Stored data entries:
//! Apply a body to every element of a partitioned container.

use crate::error::ParError;
use crate::executor::{ExecOptions, Executor};
use crate::partitioned::{Partitioned, PartitionedVec};
use crate::result::ResultHolder;
use crate::task::{all_finished, Task, Work};

struct ForPartition<'a, T, F> {
    offset: usize,
    slice: &'a mut [T],
    body: &'a F,
}

impl<T, F> Work for ForPartition<'_, T, F>
where
    T: Send,
    F: Fn(usize, &mut T) + Sync,
{
    type Output = ();

    fn run(&mut self, _output: &mut ()) {
        for (i, item) in self.slice.iter_mut().enumerate() {
            (self.body)(self.offset + i, item);
        }
    }
}

/// Apply `body` in place to every element, one task per partition.
///
/// The container's partition count must equal the executor's processing
/// element count. The returned holder is valid iff every task finished.
///
/// # Example
/// ```
/// use parframe_core::executor::ThreadPool;
/// use parframe_core::parallel_for::parallel_for;
/// use parframe_core::partitioned::PartitionedVec;
///
/// let pool = ThreadPool::with_threads(4).unwrap();
/// let mut data = PartitionedVec::filled(100, 0u32);
/// data.partition_into(4).unwrap();
///
/// let done = parallel_for(&mut data, &|x: &mut u32| *x += 1, &pool).unwrap();
/// assert!(done.is_valid());
/// assert!(data.iter().all(|&x| x == 1));
/// ```
pub fn parallel_for<T, F, E>(
    container: &mut PartitionedVec<T>,
    body: &F,
    executor: &E,
) -> Result<ResultHolder<()>, ParError>
where
    T: Send,
    F: Fn(&mut T) + Sync,
    E: Executor,
{
    parallel_for_indexed(container, &|_, item: &mut T| body(item), executor)
}

/// Like [`parallel_for`], passing each element's global index to `body`.
pub fn parallel_for_indexed<T, F, E>(
    container: &mut PartitionedVec<T>,
    body: &F,
    executor: &E,
) -> Result<ResultHolder<()>, ParError>
where
    T: Send,
    F: Fn(usize, &mut T) + Sync,
    E: Executor,
{
    container.check_partitions(executor.n_processing_elements())?;

    let offsets: Vec<usize> = container.partitions().iter().map(|p| p.begin()).collect();
    let mut tasks: Vec<Task<ForPartition<'_, T, F>>> = container
        .partition_slices_mut()
        .into_iter()
        .zip(offsets)
        .enumerate()
        .map(|(id, (slice, offset))| Task::new(id, ForPartition { offset, slice, body }, ()))
        .collect();

    executor.execute(&mut tasks, &ExecOptions::default())?;

    let done = ResultHolder::new(());
    if all_finished(&tasks) {
        done.validate();
    } else {
        tracing::warn!(executor = executor.name(), "parallel_for: not every task finished");
    }
    Ok(done)
}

What the task requires
Within the records, filter for lines that contain the word "Work" and show each one.

Output of the exercise
use crate::task::{all_finished, Task, Work};
impl<T, F> Work for ForPartition<'_, T, F>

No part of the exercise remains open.